Each line of the records containing "InitHook" is to be copied out and returned.

[[ DATASET EXCERPTS open ]]

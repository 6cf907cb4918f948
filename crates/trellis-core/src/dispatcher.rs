//! Request dispatch.
//!
//! The [`Dispatcher`] owns the route tables and is the single entry point
//! the network layer calls for every request. Lookup tries the segment
//! trie first and falls back to the regex table.
//!
//! Registration takes one write lock over both tables and every lookup
//! takes a read lock, so a lookup never observes a half-built branch.
//! Tables are expected to be filled before traffic starts.

use std::sync::Arc;
use std::time::Instant;

use bytes::Bytes;
use http::header::{HeaderValue, CONTENT_TYPE, WWW_AUTHENTICATE};
use http::{Method, Request, Response, StatusCode};
use parking_lot::RwLock;
use regex::Regex;
use tokio_util::sync::CancellationToken;
use trellis_router::{Params, PatternRouter, RouteMethod, Tree};
use trellis_telemetry::Level;

use crate::chain::HandlerChain;
use crate::context::RequestContext;
use crate::error::Error;
use crate::group::RouteGroup;

/// Decides whether a request may proceed to routing.
///
/// Implemented by authentication layers such as HTTP basic auth.
pub trait Gatekeeper: Send + Sync + 'static {
    /// Returns true if `request` must pass [`check`](Self::check).
    fn should_check(&self, request: &Request<Bytes>) -> bool;

    /// Admits or rejects `request`.
    ///
    /// Rejection is reported as [`Error::AuthDenied`]; its challenge is sent
    /// back in `WWW-Authenticate` with a `401`.
    fn check(&self, request: &Request<Bytes>) -> Result<(), Error>;
}

/// Hook run on every context after construction and before the chain.
pub type InitHook = Arc<dyn Fn(&mut RequestContext) -> Result<(), Error> + Send + Sync>;

#[derive(Default)]
struct Routes {
    tree: Tree<Arc<HandlerChain>>,
    patterns: PatternRouter<Arc<HandlerChain>>,
    pattern_list: Vec<(RouteMethod, String)>,
}

/// Route tables plus the per-request pipeline.
///
/// # Example
///
/// ```rust
/// use std::sync::Arc;
/// use bytes::Bytes;
/// use http::{Request, StatusCode};
/// use trellis_core::{Dispatcher, FnMain};
///
/// # tokio_test::block_on(async {
/// let dispatcher = Dispatcher::new();
/// dispatcher.group().get(
///     "/ping",
///     Arc::new(FnMain::new("ping", |ctx| {
///         ctx.write_str("pong");
///         Ok(())
///     })),
/// );
///
/// let request = Request::get("/ping").body(Bytes::new()).unwrap();
/// let response = dispatcher.handle(request).await;
/// assert_eq!(response.status(), StatusCode::OK);
/// assert_eq!(response.body().as_ref(), b"pong");
/// # });
/// ```
pub struct Dispatcher {
    routes: RwLock<Routes>,
    gatekeeper: RwLock<Option<Arc<dyn Gatekeeper>>>,
    init_hook: RwLock<Option<InitHook>>,
    level: RwLock<Level>,
    base: CancellationToken,
}

impl Default for Dispatcher {
    fn default() -> Self {
        Self::new()
    }
}

impl Dispatcher {
    /// Creates a dispatcher with its own base token.
    #[must_use]
    pub fn new() -> Self {
        Self::with_token(CancellationToken::new())
    }

    /// Creates a dispatcher whose request tokens derive from `base`.
    #[must_use]
    pub fn with_token(base: CancellationToken) -> Self {
        Self {
            routes: RwLock::new(Routes::default()),
            gatekeeper: RwLock::new(None),
            init_hook: RwLock::new(None),
            level: RwLock::new(Level::Info),
            base,
        }
    }

    /// Returns the base token. Cancelling it reaches every in-flight request.
    #[must_use]
    pub fn token(&self) -> &CancellationToken {
        &self.base
    }

    /// Installs the gatekeeper consulted before routing.
    pub fn set_gatekeeper(&self, gatekeeper: impl Gatekeeper) {
        *self.gatekeeper.write() = Some(Arc::new(gatekeeper));
    }

    /// Installs the per-request init hook.
    pub fn set_init_hook<F>(&self, hook: F)
    where
        F: Fn(&mut RequestContext) -> Result<(), Error> + Send + Sync + 'static,
    {
        *self.init_hook.write() = Some(Arc::new(hook));
    }

    /// Sets the level given to every request logger.
    pub fn set_log_level(&self, level: Level) {
        *self.level.write() = level;
    }

    /// Returns the level given to every request logger.
    #[must_use]
    pub fn log_level(&self) -> Level {
        *self.level.read()
    }

    /// Returns a route group with no shared handlers.
    #[must_use]
    pub fn group(&self) -> RouteGroup<'_> {
        RouteGroup::new(self)
    }

    /// Registers `chain` in the trie.
    pub fn route(&self, method: impl Into<RouteMethod>, path: &str, chain: HandlerChain) {
        self.routes.write().tree.add(method, path, Arc::new(chain));
    }

    /// Appends `chain` to the regex fallback table.
    pub fn pattern(&self, method: impl Into<RouteMethod>, pattern: Regex, chain: HandlerChain) {
        let method = method.into();
        let mut routes = self.routes.write();
        routes
            .pattern_list
            .push((method.clone(), pattern.as_str().to_string()));
        routes.patterns.add(method, pattern, Arc::new(chain));
    }

    /// Resolves `(method, path)`: trie first, then regex table.
    ///
    /// `params` receives the path parameters of a trie match and is left
    /// empty for a regex match.
    pub fn find(
        &self,
        method: &Method,
        path: &str,
        params: &mut Params,
    ) -> Option<Arc<HandlerChain>> {
        let routes = self.routes.read();
        if let Some(chain) = routes.tree.find(method, path, params) {
            return Some(Arc::clone(chain));
        }
        params.reset();
        routes.patterns.find(method, path).map(Arc::clone)
    }

    /// Returns the number of registrations in both tables.
    #[must_use]
    pub fn route_count(&self) -> usize {
        let routes = self.routes.read();
        routes.tree.len() + routes.patterns.len()
    }

    /// Lists registrations as `METHOD path` lines; regex routes are marked
    /// with `~`.
    #[must_use]
    pub fn routes(&self) -> Vec<String> {
        let routes = self.routes.read();
        routes
            .tree
            .routes()
            .iter()
            .map(|(method, path)| format!("{method} {path}"))
            .chain(
                routes
                    .pattern_list
                    .iter()
                    .map(|(method, pattern)| format!("{method} ~ {pattern}")),
            )
            .collect()
    }

    /// Emits the route table at debug level.
    pub fn log_routes(&self) {
        for route in self.routes() {
            tracing::debug!(route = %route, "registered route");
        }
    }

    /// Runs the full pipeline for one request and returns the response.
    ///
    /// - A gatekeeper rejection yields `401` with its challenge.
    /// - No route yields `404` with body `not found`.
    /// - A context or init-hook failure yields `400`.
    /// - A chain error is logged; the response stays as the handlers left it.
    pub async fn handle(&self, request: Request<Bytes>) -> Response<Bytes> {
        let started = Instant::now();
        let method = request.method().clone();
        let path = request.uri().path().to_string();

        let gatekeeper = self.gatekeeper.read().clone();
        if let Some(gatekeeper) = gatekeeper {
            if gatekeeper.should_check(&request) {
                if let Err(err) = gatekeeper.check(&request) {
                    tracing::warn!(
                        method = %method,
                        path = %path,
                        error = %err,
                        "request rejected"
                    );
                    return error_response(&err);
                }
            }
        }

        let mut params = Params::new();
        let Some(chain) = self.find(&method, &path, &mut params) else {
            tracing::debug!(method = %method, path = %path, "route not found");
            return error_response(&Error::not_found(method, path));
        };

        let mut ctx = match RequestContext::new(request, params, &self.base) {
            Ok(ctx) => ctx,
            Err(err) => {
                tracing::warn!(
                    method = %method,
                    path = %path,
                    error = %err,
                    "failed to build request context"
                );
                return error_response(&err);
            }
        };
        ctx.set_log_level(self.log_level());

        let hook = self.init_hook.read().clone();
        if let Some(hook) = hook {
            if let Err(err) = hook(&mut ctx) {
                ctx.logger().warn(format!("init hook failed: {err}"));
                return error_response(&Error::context_init(err.to_string()));
            }
        }

        let result = chain.execute(&mut ctx).await;

        if let Some(names) = ctx.called_handlers().map(<[String]>::to_vec) {
            ctx.logger_mut().add_field("handlers", names);
        }
        if let Err(err) = &result {
            ctx.logger().error(format!("handler chain failed: {err}"));
        }

        let response = ctx.take_response();
        ctx.logger().debug(format_args!(
            "request completed status={} elapsed_ms={}",
            response.status().as_u16(),
            started.elapsed().as_millis()
        ));
        response
    }
}

fn error_response(err: &Error) -> Response<Bytes> {
    let status = err.status_code();
    let body = match err {
        Error::RouteNotFound { .. } => "not found",
        Error::AuthDenied { .. } => "",
        _ => status.canonical_reason().unwrap_or("error"),
    };

    let mut response = Response::new(Bytes::from_static(body.as_bytes()));
    *response.status_mut() = status;
    if !body.is_empty() {
        response.headers_mut().insert(
            CONTENT_TYPE,
            HeaderValue::from_static("text/plain; charset=utf-8"),
        );
    }
    if let Error::AuthDenied { challenge } = err {
        match HeaderValue::from_str(challenge) {
            Ok(value) => {
                response.headers_mut().insert(WWW_AUTHENTICATE, value);
            }
            Err(e) => tracing::warn!(error = %e, "invalid authentication challenge"),
        }
    }
    response
}

#[cfg(test)]
mod tests {
    use super::*;
    use crate::handler::FnMain;

    fn text(body: &'static str) -> HandlerChain {
        HandlerChain::new(FnMain::new(body, move |ctx: &mut RequestContext| {
            ctx.write_str(body);
            Ok(())
        }))
    }

    fn get(path: &str) -> Request<Bytes> {
        Request::get(path).body(Bytes::new()).unwrap()
    }

    struct DenyAll;

    impl Gatekeeper for DenyAll {
        fn should_check(&self, request: &Request<Bytes>) -> bool {
            request.uri().path() != "/public"
        }

        fn check(&self, _request: &Request<Bytes>) -> Result<(), Error> {
            Err(Error::AuthDenied {
                challenge: "Basic realm=\"test\"".to_string(),
            })
        }
    }

    #[test]
    fn test_trie_wins_over_pattern() {
        let dispatcher = Dispatcher::new();
        dispatcher.route(Method::GET, "/static/app.js", text("trie"));
        dispatcher.pattern(Method::GET, Regex::new("^/static/.*").unwrap(), text("pattern"));

        let mut params = Params::new();
        let chain = dispatcher
            .find(&Method::GET, "/static/app.js", &mut params)
            .unwrap();
        assert_eq!(chain.main_name(), "trie");

        let chain = dispatcher
            .find(&Method::GET, "/static/other.js", &mut params)
            .unwrap();
        assert_eq!(chain.main_name(), "pattern");
        assert!(params.is_empty());

        assert!(dispatcher.find(&Method::POST, "/static/x", &mut params).is_none());
    }

    #[test]
    fn test_route_listing() {
        let dispatcher = Dispatcher::new();
        dispatcher.route(RouteMethod::GetPost, "/login", text("login"));
        dispatcher.pattern(RouteMethod::GetHead, Regex::new("^/assets/.*").unwrap(), text("a"));

        assert_eq!(dispatcher.route_count(), 2);
        assert_eq!(
            dispatcher.routes(),
            vec!["GET+POST /login".to_string(), "GET+HEAD ~ ^/assets/.*".to_string()]
        );
    }

    #[tokio::test]
    async fn test_not_found_response() {
        let dispatcher = Dispatcher::new();
        let response = dispatcher.handle(get("/missing")).await;

        assert_eq!(response.status(), StatusCode::NOT_FOUND);
        assert_eq!(response.body().as_ref(), b"not found");
    }

    #[tokio::test]
    async fn test_gatekeeper_rejects_before_routing() {
        let dispatcher = Dispatcher::new();
        dispatcher.route(Method::GET, "/private", text("secret"));
        dispatcher.route(Method::GET, "/public", text("hello"));
        dispatcher.set_gatekeeper(DenyAll);

        let denied = dispatcher.handle(get("/private")).await;
        assert_eq!(denied.status(), StatusCode::UNAUTHORIZED);
        assert_eq!(denied.headers()[WWW_AUTHENTICATE], "Basic realm=\"test\"");
        assert!(denied.body().is_empty());

        let open = dispatcher.handle(get("/public")).await;
        assert_eq!(open.status(), StatusCode::OK);
        assert_eq!(open.body().as_ref(), b"hello");
    }

    #[tokio::test]
    async fn test_init_hook_failure_is_bad_request() {
        let dispatcher = Dispatcher::new();
        dispatcher.route(Method::GET, "/", text("root"));
        dispatcher.set_init_hook(|ctx| {
            if ctx.header("x-tenant").is_none() {
                return Err(Error::handler("missing tenant"));
            }
            Ok(())
        });

        let response = dispatcher.handle(get("/")).await;
        assert_eq!(response.status(), StatusCode::BAD_REQUEST);

        let request = Request::get("/")
            .header("x-tenant", "acme")
            .body(Bytes::new())
            .unwrap();
        let response = dispatcher.handle(request).await;
        assert_eq!(response.body().as_ref(), b"root");
    }

    #[test]
    fn test_log_level_round_trip() {
        let dispatcher = Dispatcher::new();
        assert_eq!(dispatcher.log_level(), Level::Info);
        dispatcher.set_log_level(Level::Debug);
        assert_eq!(dispatcher.log_level(), Level::Debug);
    }

    #[test]
    fn test_base_token_is_shared() {
        let base = CancellationToken::new();
        let dispatcher = Dispatcher::with_token(base.clone());
        base.cancel();
        assert!(dispatcher.token().is_cancelled());
    }
}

[[ DATASET EXCERPTS closed ]]

◆ OUTPUT FOR THIS TASK:
pub type InitHook = Arc<dyn Fn(&mut RequestContext) -> Result<(), Error> + Send + Sync>;
    init_hook: RwLock<Option<InitHook>>,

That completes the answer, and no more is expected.